Mechanisms of endothelial dysfunction after ionized radiation: selective impairment of the nitric oxide component of endothelium-dependent vasodilation.

(1) Gamma radiation impairs vascular function, leading to the depression of endothelium-dependent vasodilatation. Loss of the nitric oxide (NO) pathway has been implicated, but little is known about radiation effects on other endothelial mediators. (2) This study investigated the mechanisms of endothelial dysfunction in rabbits subjected to whole-body irradiation from a cobalt(60) source. (3) The endothelium-dependent relaxation of rabbit aorta evoked by acetylcholine (ACh) or A23187 was impaired in a dose-dependent manner by irradiation at 2 Gy or above. Inhibition was evident 9 days post-irradiation and persisted over the 30 day experimental period. (4) Endothelium-independent responses to glyceryl trinitrate (GTN), sodium nitroprusside (SNP) and 3-morpholino-sydnonimine (SIN-1) were suppressed over a similar dose range at 7-9 days post-irradiation, but recovered fully by 30 days post-irradiation. (5) In healthy vessels, ACh-induced relaxation was inhibited by L-N(omega)-nitroarginine (L-NA; 3 x 10(-4) M) and charybdotoxin (10(-8) M) plus apamin (10(-6) M) but resistant to indomethacin, indicating the involvement of NO and endothelium-derived hyperpolarizing factor (EDHF).

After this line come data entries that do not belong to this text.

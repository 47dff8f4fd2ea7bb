//! OkHttp (Android app stack) presets.

use super::emulation_imports::*;
use http2::*;
use tls::*;

macro_rules! mod_generator {
    (
        $mod_name:ident,
        $tls_options:expr,
        $http2_settings:expr,
        $ua:tt
    ) => {
        pub(crate) mod $mod_name {
            use super::*;

            #[inline(always)]
            pub(crate) fn settings(_os: Os) -> EmulationSettings {
                EmulationSettings::builder()
                    .tls($tls_options)
                    .http2($http2_settings)
                    .headers(header_initializer($ua))
                    .header_order(header_order())
                    .multipart_boundary(BoundaryGenerator::WebKit)
                    .build()
            }
        }
    };
}

fn header_order() -> HeaderOrderTable {
    const REGULAR: &[&str] = &[
        "host",
        "content-type",
        "content-length",
        "user-agent",
        "accept-encoding",
    ];

    let h2: Vec<&str> = [":method", ":path", ":authority", ":scheme"]
        .into_iter()
        .chain(REGULAR.iter().copied())
        .collect();

    HeaderOrderTable::new().with_default(OrderFamily::Http1Or2, h2)
}

#[inline]
fn header_initializer(ua: &'static str) -> HeaderMap {
    let mut headers = HeaderMap::new();
    headers.insert(USER_AGENT, HeaderValue::from_static(ua));
    headers.insert(ACCEPT, HeaderValue::from_static("*/*"));
    headers
}

mod tls {
    use crate::mimic::tls_imports::*;

    pub(super) const CURVES: &[SslCurve] =
        &[SslCurve::X25519, SslCurve::SECP256R1, SslCurve::SECP384R1];

    pub(super) const SIGALGS_LIST: &str = join!(
        ":",
        "ecdsa_secp256r1_sha256",
        "rsa_pss_rsae_sha256",
        "rsa_pkcs1_sha256",
        "ecdsa_secp384r1_sha384",
        "rsa_pss_rsae_sha384",
        "rsa_pkcs1_sha384",
        "rsa_pss_rsae_sha512",
        "rsa_pkcs1_sha512",
        "rsa_pkcs1_sha1"
    );

    pub(super) const CIPHER_LIST: &str = join!(
        ":",
        "TLS_AES_128_GCM_SHA256",
        "TLS_AES_256_GCM_SHA384",
        "TLS_CHACHA20_POLY1305_SHA256",
        "TLS_ECDHE_ECDSA_WITH_AES_128_GCM_SHA256",
        "TLS_ECDHE_RSA_WITH_AES_128_GCM_SHA256",
        "TLS_ECDHE_ECDSA_WITH_AES_256_GCM_SHA384",
        "TLS_ECDHE_RSA_WITH_AES_256_GCM_SHA384",
        "TLS_ECDHE_ECDSA_WITH_CHACHA20_POLY1305_SHA256",
        "TLS_ECDHE_RSA_WITH_CHACHA20_POLY1305_SHA256",
        "TLS_ECDHE_RSA_WITH_AES_128_CBC_SHA",
        "TLS_ECDHE_RSA_WITH_AES_256_CBC_SHA",
        "TLS_RSA_WITH_AES_128_GCM_SHA256",
        "TLS_RSA_WITH_AES_256_GCM_SHA384",
        "TLS_RSA_WITH_AES_128_CBC_SHA",
        "TLS_RSA_WITH_AES_256_CBC_SHA",
        "TLS_RSA_WITH_3DES_EDE_CBC_SHA"
    );

    pub(super) fn tls_options() -> TlsOptions {
        TlsOptions::builder()
            .grease_enabled(true)
            .curves(CURVES)
            .sigalgs_list(SIGALGS_LIST)
            .cipher_list(CIPHER_LIST)
            .min_tls_version(TlsVersion::TLS_1_2)
            .max_tls_version(TlsVersion::TLS_1_3)
            .alpn_protos(AlpnProtos::ALL)
            .build()
    }
}

mod http2 {
    use crate::mimic::http2_imports::*;

    pub(super) const HEADER_PRIORITY: (u32, u8, bool) = (0, 255, true);

    pub(super) const HEADERS_PSEUDO_ORDER: [PseudoOrder; 4] = [Method, Path, Authority, Scheme];

    pub(super) const SETTINGS_ORDER: [SettingsOrder; 8] = [
        HeaderTableSize,
        EnablePush,
        MaxConcurrentStreams,
        InitialWindowSize,
        MaxFrameSize,
        MaxHeaderListSize,
        UnknownSetting8,
        UnknownSetting9,
    ];

    pub(super) fn http2_settings() -> Http2Settings {
        Http2Settings::builder()
            .initial_stream_window_size(6291456)
            .initial_connection_window_size(15728640)
            .max_concurrent_streams(1000)
            .max_header_list_size(262144)
            .header_table_size(65536)
            .headers_priority(HEADER_PRIORITY)
            .headers_pseudo_order(HEADERS_PSEUDO_ORDER)
            .settings_order(SETTINGS_ORDER)
            .build()
    }
}

mod_generator!(
    okhttp4_9,
    tls_options(),
    http2_settings(),
    "okhttp/4.9.3"
);

mod_generator!(okhttp5, tls_options(), http2_settings(), "okhttp/5.0.0");
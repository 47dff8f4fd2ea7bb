//! Wire-order control for request headers.
//!
//! Profiles install per-method order tables; callers can override per
//! request. The enforcer splits an ordered name list into pseudo headers
//! (`:`-prefixed, HTTP/2/3 only) and regular headers, dedupes them, and
//! rewrites the request so the engine emits both in the given order. Headers
//! not named by the order sort after all named ones, stably.

use std::collections::HashMap;

use http::header::{HeaderMap, HeaderName, HeaderValue};
use http::Method;
use hyper2::PseudoOrder;

/// Which wire family an order applies to. Pseudo-header order differs
/// between HTTP/2 and HTTP/3 for some browsers.
#[derive(Clone, Copy, Debug, Hash, PartialEq, Eq)]
pub enum OrderFamily {
    /// HTTP/1.1 and HTTP/2.
    Http1Or2,
    /// HTTP/3.
    Http3,
}

/// An ordered, deduplicated list of header names defining wire order.
#[derive(Clone, Debug, Default, PartialEq)]
pub struct HeaderOrder {
    pseudo: Option<[PseudoOrder; 4]>,
    regular: Vec<HeaderName>,
}

impl HeaderOrder {
    /// Builds an order from raw names, in the order given.
    ///
    /// Names are lowercased; duplicates keep their first position; names
    /// starting with `:` populate the pseudo-header order.
    pub fn from_names<I, S>(names: I) -> HeaderOrder
    where
        I: IntoIterator<Item = S>,
        S: AsRef<str>,
    {
        let mut pseudo = Vec::with_capacity(4);
        let mut regular: Vec<HeaderName> = Vec::new();

        for name in names {
            let name = name.as_ref();
            if let Some(pseudo_name) = name.strip_prefix(':') {
                let id = match pseudo_name.to_ascii_lowercase().as_str() {
                    "method" => PseudoOrder::Method,
                    "scheme" => PseudoOrder::Scheme,
                    "authority" => PseudoOrder::Authority,
                    "path" => PseudoOrder::Path,
                    _ => continue,
                };
                if !pseudo.contains(&id) {
                    pseudo.push(id);
                }
            } else if let Ok(name) = HeaderName::from_bytes(name.to_ascii_lowercase().as_bytes()) {
                if !regular.contains(&name) {
                    regular.push(name);
                }
            }
        }

        HeaderOrder {
            pseudo: if pseudo.is_empty() {
                None
            } else {
                Some(complete_pseudo(pseudo))
            },
            regular,
        }
    }

    /// The pseudo-header emission order, when the order names any.
    pub fn pseudo(&self) -> Option<[PseudoOrder; 4]> {
        self.pseudo
    }

    /// The regular-header order vector.
    pub fn regular(&self) -> &[HeaderName] {
        &self.regular
    }

    /// Rewrites `headers` so iteration yields the ordered names first, in
    /// order, then all remaining headers in their previous relative order.
    pub(crate) fn sort_headers(&self, headers: &mut HeaderMap) {
        if headers.len() <= 1 || self.regular.is_empty() {
            return;
        }

        let mut sorted = HeaderMap::with_capacity(headers.keys_len());

        for name in &self.regular {
            for value in headers.get_all(name) {
                sorted.append(name.clone(), value.clone());
            }
            headers.remove(name);
        }

        // HeaderMap::drain yields the name only for the first value of each
        // key; follow-up values belong to the previous name.
        let mut prev_name: Option<HeaderName> = None;
        for (name, value) in headers.drain() {
            match (name, &prev_name) {
                (Some(name), _) => {
                    prev_name.replace(name.clone());
                    sorted.insert(name, value);
                }
                (None, Some(prev)) => {
                    sorted.append(prev.clone(), value);
                }
                (None, None) => {}
            }
        }

        std::mem::swap(headers, &mut sorted);
    }
}

/// Pads a partial pseudo order out to all four ids, appending the missing
/// ones in protocol-default order.
fn complete_pseudo(mut pseudo: Vec<PseudoOrder>) -> [PseudoOrder; 4] {
    for id in [
        PseudoOrder::Method,
        PseudoOrder::Scheme,
        PseudoOrder::Authority,
        PseudoOrder::Path,
    ] {
        if !pseudo.contains(&id) {
            pseudo.push(id);
        }
    }
    [pseudo[0], pseudo[1], pseudo[2], pseudo[3]]
}

/// Per-method header order tables for one profile.
///
/// Lookup resolves `(method, family)`, falling back to the family default.
#[derive(Clone, Debug, Default)]
pub struct HeaderOrderTable {
    methods: HashMap<(Method, OrderFamily), HeaderOrder>,
    defaults: HashMap<OrderFamily, HeaderOrder>,
}

impl HeaderOrderTable {
    /// An empty table.
    pub fn new() -> Self {
        Self::default()
    }

    /// Installs the fallback order for a wire family.
    pub fn with_default<I, S>(mut self, family: OrderFamily, names: I) -> Self
    where
        I: IntoIterator<Item = S>,
        S: AsRef<str>,
    {
        self.defaults.insert(family, HeaderOrder::from_names(names));
        self
    }

    /// Installs a method-specific order for a wire family.
    pub fn with_method<I, S>(mut self, method: Method, family: OrderFamily, names: I) -> Self
    where
        I: IntoIterator<Item = S>,
        S: AsRef<str>,
    {
        self.methods
            .insert((method, family), HeaderOrder::from_names(names));
        self
    }

    /// Resolves the order for a request.
    pub fn get(&self, method: &Method, family: OrderFamily) -> Option<&HeaderOrder> {
        self.methods
            .get(&(method.clone(), family))
            .or_else(|| self.defaults.get(&family))
    }

    /// True when the table carries no orders at all.
    pub fn is_empty(&self) -> bool {
        self.methods.is_empty() && self.defaults.is_empty()
    }
}

/// Splits caller-supplied ordered `(name, value)` pairs into actual headers
/// and an order.
///
/// Pairs with an empty value are placeholders: they contribute to the order
/// but never reach the header map.
pub(crate) fn split_ordered_headers<'a, I>(pairs: I) -> (HeaderMap, HeaderOrder)
where
    I: IntoIterator<Item = (&'a str, &'a str)>,
{
    let mut names = Vec::new();
    let mut headers = HeaderMap::new();

    for (name, value) in pairs {
        names.push(name.to_owned());
        if name.starts_with(':') || value.is_empty() {
            continue;
        }
        if let (Ok(name), Ok(value)) = (
            HeaderName::from_bytes(name.to_ascii_lowercase().as_bytes()),
            HeaderValue::from_str(value),
        ) {
            headers.append(name, value);
        }
    }

    (headers, HeaderOrder::from_names(names))
}

#[cfg(test)]
mod tests {
    use super::*;

    fn names(order: &HeaderOrder) -> Vec<&str> {
        order.regular().iter().map(|n| n.as_str()).collect()
    }

    #[test]
    fn splits_pseudo_from_regular() {
        let order = HeaderOrder::from_names([":method", "user-agent", ":path", "accept"]);
        assert_eq!(
            order.pseudo(),
            Some([
                PseudoOrder::Method,
                PseudoOrder::Path,
                PseudoOrder::Scheme,
                PseudoOrder::Authority,
            ])
        );
        assert_eq!(names(&order), ["user-agent", "accept"]);
    }

    #[test]
    fn dedupes_first_occurrence_and_lowercases() {
        let order = HeaderOrder::from_names(["Accept", "User-Agent", "accept", "ACCEPT"]);
        assert_eq!(names(&order), ["accept", "user-agent"]);
    }

    #[test]
    fn sort_puts_known_first_unknown_after_stably() {
        let order = HeaderOrder::from_names(["b", "a"]);
        let mut headers = HeaderMap::new();
        headers.insert("x-one", HeaderValue::from_static("1"));
        headers.insert("a", HeaderValue::from_static("2"));
        headers.insert("x-two", HeaderValue::from_static("3"));
        headers.insert("b", HeaderValue::from_static("4"));

        order.sort_headers(&mut headers);

        let got: Vec<&str> = headers.keys().map(|k| k.as_str()).collect();
        assert_eq!(&got[..2], ["b", "a"]);
        // Unknown headers follow, preserving their relative order.
        let rest: Vec<&str> = got[2..].to_vec();
        let one = rest.iter().position(|&n| n == "x-one").unwrap();
        let two = rest.iter().position(|&n| n == "x-two").unwrap();
        assert!(one < two);
    }

    #[test]
    fn sort_preserves_multi_values() {
        let order = HeaderOrder::from_names(["cookie", "accept"]);
        let mut headers = HeaderMap::new();
        headers.insert("accept", HeaderValue::from_static("*/*"));
        headers.append("cookie", HeaderValue::from_static("a=1"));
        headers.append("cookie", HeaderValue::from_static("b=2"));

        order.sort_headers(&mut headers);

        let values: Vec<_> = headers.get_all("cookie").iter().collect();
        assert_eq!(values, ["a=1", "b=2"]);
        assert_eq!(headers.keys().next().unwrap(), "cookie");
    }

    #[test]
    fn placeholders_order_without_values() {
        let (headers, order) =
            split_ordered_headers([(":path", ""), ("x-custom", "v"), ("x-empty", "")]);

        assert_eq!(headers.get("x-custom").unwrap(), "v");
        assert!(!headers.contains_key("x-empty"));
        assert_eq!(
            order.pseudo().unwrap()[0],
            PseudoOrder::Path,
        );
        assert_eq!(names(&order), ["x-custom", "x-empty"]);
    }

    #[test]
    fn table_resolves_method_then_default() {
        let table = HeaderOrderTable::new()
            .with_default(OrderFamily::Http1Or2, ["user-agent", "accept"])
            .with_method(Method::POST, OrderFamily::Http1Or2, ["content-type", "accept"]);

        let post = table.get(&Method::POST, OrderFamily::Http1Or2).unwrap();
        assert_eq!(names(post), ["content-type", "accept"]);

        let get = table.get(&Method::GET, OrderFamily::Http1Or2).unwrap();
        assert_eq!(names(get), ["user-agent", "accept"]);

        assert!(table.get(&Method::GET, OrderFamily::Http3).is_none());
    }
}
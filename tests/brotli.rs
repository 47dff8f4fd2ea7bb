mod support;

use std::io::Write;

use bytes::Bytes;
use http_body_util::Full;
use support::server;

fn brotli_compress(body: &[u8]) -> Vec<u8> {
    let mut out = Vec::new();
    {
        let mut writer = brotli::CompressorWriter::new(&mut out, 4096, 5, 22);
        writer.write_all(body).unwrap();
        writer.flush().unwrap();
    }
    out
}

#[tokio::test]
async fn brotli_response_is_decoded() {
    let compressed = brotli_compress(b"a brotli encoded body");

    let server = server::http(move |req| {
        let compressed = compressed.clone();
        async move {
            let accepts = req
                .headers()
                .get(http::header::ACCEPT_ENCODING)
                .and_then(|v| v.to_str().ok())
                .unwrap_or_default()
                .to_owned();
            assert!(accepts.contains("br"), "accept-encoding was {accepts:?}");

            http::Response::builder()
                .header(http::header::CONTENT_ENCODING, "br")
                .body(Full::new(Bytes::from(compressed)))
                .unwrap()
        }
    });

    let client = camo::Client::new();
    let res = client.get(server.url("/br")).send().await.unwrap();
    assert_eq!(res.text().await.unwrap(), "a brotli encoded body");
}
mod support;

use bytes::Bytes;
use http_body_util::{BodyExt, Full};
use support::server;

#[tokio::test]
async fn test_get() {
    let server = server::http(|_req| async {
        http::Response::new(Full::new(Bytes::from_static(b"Hello")))
    });

    let client = camo::Client::new();
    let res = client.get(server.url("/1")).send().await.unwrap();

    assert_eq!(res.status(), camo::StatusCode::OK);
    assert_eq!(res.attempts(), 1);
    assert!(res.remote_addr().is_some());
    assert_eq!(res.text().await.unwrap(), "Hello");
}

#[tokio::test]
async fn test_post_body_echo() {
    let server = server::http(|req| async {
        assert_eq!(req.method(), http::Method::POST);
        let body = req.into_body().collect().await.unwrap().to_bytes();
        http::Response::new(Full::new(body))
    });

    let client = camo::Client::new();
    let res = client
        .post(server.url("/echo"))
        .body("hello")
        .send()
        .await
        .unwrap();

    assert_eq!(res.text().await.unwrap(), "hello");
}

#[tokio::test]
async fn default_user_agent_is_set() {
    let server = server::http(|req| async move {
        let ua = req
            .headers()
            .get(http::header::USER_AGENT)
            .and_then(|v| v.to_str().ok())
            .unwrap_or_default()
            .to_owned();
        http::Response::new(Full::new(Bytes::from(ua)))
    });

    let client = camo::Client::new();
    let body = client
        .get(server.url("/ua"))
        .send()
        .await
        .unwrap()
        .text()
        .await
        .unwrap();

    assert!(body.starts_with("camo/"));
}

#[tokio::test]
async fn custom_user_agent_wins() {
    let server = server::http(|req| async move {
        let ua = req
            .headers()
            .get(http::header::USER_AGENT)
            .and_then(|v| v.to_str().ok())
            .unwrap_or_default()
            .to_owned();
        http::Response::new(Full::new(Bytes::from(ua)))
    });

    let client = camo::Client::builder()
        .user_agent("its-a-me")
        .build()
        .unwrap();
    let body = client
        .get(server.url("/ua"))
        .send()
        .await
        .unwrap()
        .text()
        .await
        .unwrap();

    assert_eq!(body, "its-a-me");
}

#[tokio::test]
async fn https_only_rejects_http() {
    let client = camo::Client::builder().https_only(true).build().unwrap();
    let err = client
        .get("http://insecure.example/")
        .send()
        .await
        .unwrap_err();
    assert!(err.is_builder());
}

#[tokio::test]
async fn error_for_status() {
    let server = server::http(|_req| async {
        http::Response::builder()
            .status(http::StatusCode::IM_A_TEAPOT)
            .body(Full::new(Bytes::new()))
            .unwrap()
    });

    let client = camo::Client::new();
    let res = client.get(server.url("/tea")).send().await.unwrap();
    let err = res.error_for_status().unwrap_err();
    assert!(err.is_status());
    assert_eq!(err.status(), Some(camo::StatusCode::IM_A_TEAPOT));
}

#[tokio::test]
async fn request_timeout_surfaces_as_timeout() {
    let server = server::http(|_req| async {
        tokio::time::sleep(std::time::Duration::from_secs(5)).await;
        http::Response::new(Full::new(Bytes::new()))
    });

    let client = camo::Client::new();
    let err = client
        .get(server.url("/slow"))
        .timeout(std::time::Duration::from_millis(100))
        .send()
        .await
        .unwrap_err();
    assert!(err.is_timeout());
}

#[tokio::test]
async fn content_length_is_exposed() {
    let server = server::http(|_req| async {
        http::Response::new(Full::new(Bytes::from_static(b"four")))
    });

    let client = camo::Client::new();
    let res = client.get(server.url("/len")).send().await.unwrap();
    assert_eq!(res.content_length(), Some(4));
}

#[tokio::test]
async fn query_serialization() {
    let server = server::http(|req| async move {
        let query = req.uri().query().unwrap_or_default().to_owned();
        http::Response::new(Full::new(Bytes::from(query)))
    });

    let client = camo::Client::new();
    let body = client
        .get(server.url("/q"))
        .query(&[("a", "1"), ("b", "two words")])
        .send()
        .await
        .unwrap()
        .text()
        .await
        .unwrap();

    assert_eq!(body, "a=1&b=two+words");
}

#[tokio::test]
async fn form_body_and_content_type() {
    let server = server::http(|req| async move {
        let content_type = req
            .headers()
            .get(http::header::CONTENT_TYPE)
            .and_then(|v| v.to_str().ok())
            .unwrap_or_default()
            .to_owned();
        let body = req.into_body().collect().await.unwrap().to_bytes();
        let reply = format!("{content_type};{}", String::from_utf8_lossy(&body));
        http::Response::new(Full::new(Bytes::from(reply)))
    });

    let client = camo::Client::new();
    let body = client
        .post(server.url("/form"))
        .form(&[("x", "1")])
        .send()
        .await
        .unwrap()
        .text()
        .await
        .unwrap();

    assert_eq!(body, "application/x-www-form-urlencoded;x=1");
}
//! HTTP/2 fingerprint settings.
//!
//! Everything a browser reveals at the HTTP/2 layer: which SETTINGS it sends
//! and in what order, the connection flow-control delta, the PRIORITY frames
//! fired right after the preface, the pseudo-header order, and the first
//! client stream id. An unset field is omitted from the SETTINGS frame;
//! `enable_push` is only emitted when explicitly set.

use std::borrow::Cow;

use hyper2::{Priority, PseudoOrder, SettingsOrder};
use typed_builder::TypedBuilder;

/// Configuration settings for an HTTP/2 connection.
#[derive(TypedBuilder, Clone, Debug)]
pub struct Http2Settings {
    /// The first client-initiated stream id. Browsers other than Firefox use
    /// the protocol default of 1; Firefox starts at 15.
    #[builder(default, setter(into))]
    pub initial_stream_id: Option<u32>,

    /// The connection-level flow control window delta, emitted as a
    /// `WINDOW_UPDATE` on stream 0 right after the preface.
    #[builder(default, setter(into))]
    pub initial_connection_window_size: Option<u32>,

    /// `SETTINGS_HEADER_TABLE_SIZE`.
    #[builder(default, setter(into))]
    pub header_table_size: Option<u32>,

    /// `SETTINGS_ENABLE_PUSH`; emitted only when explicitly set.
    #[builder(default, setter(into))]
    pub enable_push: Option<bool>,

    /// `SETTINGS_MAX_CONCURRENT_STREAMS`.
    #[builder(default, setter(into))]
    pub max_concurrent_streams: Option<u32>,

    /// `SETTINGS_INITIAL_WINDOW_SIZE`.
    #[builder(default, setter(into))]
    pub initial_stream_window_size: Option<u32>,

    /// `SETTINGS_MAX_FRAME_SIZE`.
    #[builder(default, setter(into))]
    pub max_frame_size: Option<u32>,

    /// `SETTINGS_MAX_HEADER_LIST_SIZE`.
    #[builder(default, setter(into))]
    pub max_header_list_size: Option<u32>,

    /// Reserved setting with identifier `8`
    /// (`SETTINGS_ENABLE_CONNECT_PROTOCOL`).
    #[builder(default, setter(into))]
    pub unknown_setting8: Option<bool>,

    /// Reserved setting with identifier `9`
    /// (`SETTINGS_NO_RFC7540_PRIORITIES`).
    #[builder(default, setter(into))]
    pub unknown_setting9: Option<bool>,

    /// Order in which the set SETTINGS fields appear in the frame.
    #[builder(default, setter(strip_option))]
    pub settings_order: Option<[SettingsOrder; 8]>,

    /// Stream dependency carried on every HEADERS frame, as
    /// `(dependency stream id, weight, exclusive)`.
    #[builder(default, setter(into))]
    pub headers_priority: Option<(u32, u8, bool)>,

    /// Order of the `:method`/`:scheme`/`:authority`/`:path` pseudo headers.
    #[builder(default, setter(into))]
    pub headers_pseudo_order: Option<[PseudoOrder; 4]>,

    /// PRIORITY frames emitted once, immediately after SETTINGS, in list
    /// order.
    #[builder(default, setter(strip_option, into))]
    pub priority: Option<Cow<'static, [Priority]>>,
}

impl Default for Http2Settings {
    fn default() -> Self {
        Http2Settings::builder().build()
    }
}

#[cfg(test)]
mod tests {
    use super::*;
    use hyper2::PseudoOrder::*;
    use hyper2::SettingsOrder::*;

    #[test]
    fn unset_fields_stay_omitted() {
        let settings = Http2Settings::default();
        assert!(settings.header_table_size.is_none());
        assert!(settings.enable_push.is_none());
        assert!(settings.priority.is_none());
    }

    #[test]
    fn chrome_shaped_settings() {
        let settings = Http2Settings::builder()
            .initial_stream_window_size(6291456)
            .initial_connection_window_size(15728640)
            .max_header_list_size(262144)
            .header_table_size(65536)
            .enable_push(false)
            .headers_priority((0, 255, true))
            .headers_pseudo_order([Method, Authority, Scheme, Path])
            .settings_order([
                HeaderTableSize,
                EnablePush,
                MaxConcurrentStreams,
                InitialWindowSize,
                MaxFrameSize,
                MaxHeaderListSize,
                UnknownSetting8,
                UnknownSetting9,
            ])
            .build();

        assert_eq!(settings.initial_stream_window_size, Some(6291456));
        assert_eq!(settings.enable_push, Some(false));
        assert_eq!(settings.headers_priority, Some((0, 255, true)));
        // Fields the profile does not pin stay out of the frame.
        assert!(settings.max_frame_size.is_none());
        assert!(settings.max_concurrent_streams.is_none());
    }
}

Supporting this, ACh caused smooth muscle hyperpolarization that was reduced by L-NA and charybdotoxin plus apamin. (6) In irradiated vessels, responses to ACh were insensitive to L-NA but abolished by charybdotoxin plus apamin, indicating selective loss of NO-mediated relaxation. (7) In animals treated shortly after irradiation with the antioxidant, alpha-tocopherol acetate, the NO-dependent relaxation was restored without effect on the EDHF-dependent component. (8) The results imply that radiation selectively impairs the NO pathway as a consequence of oxidative stress, while EDHF is able to maintain endothelium-dependent relaxation at a reduced level.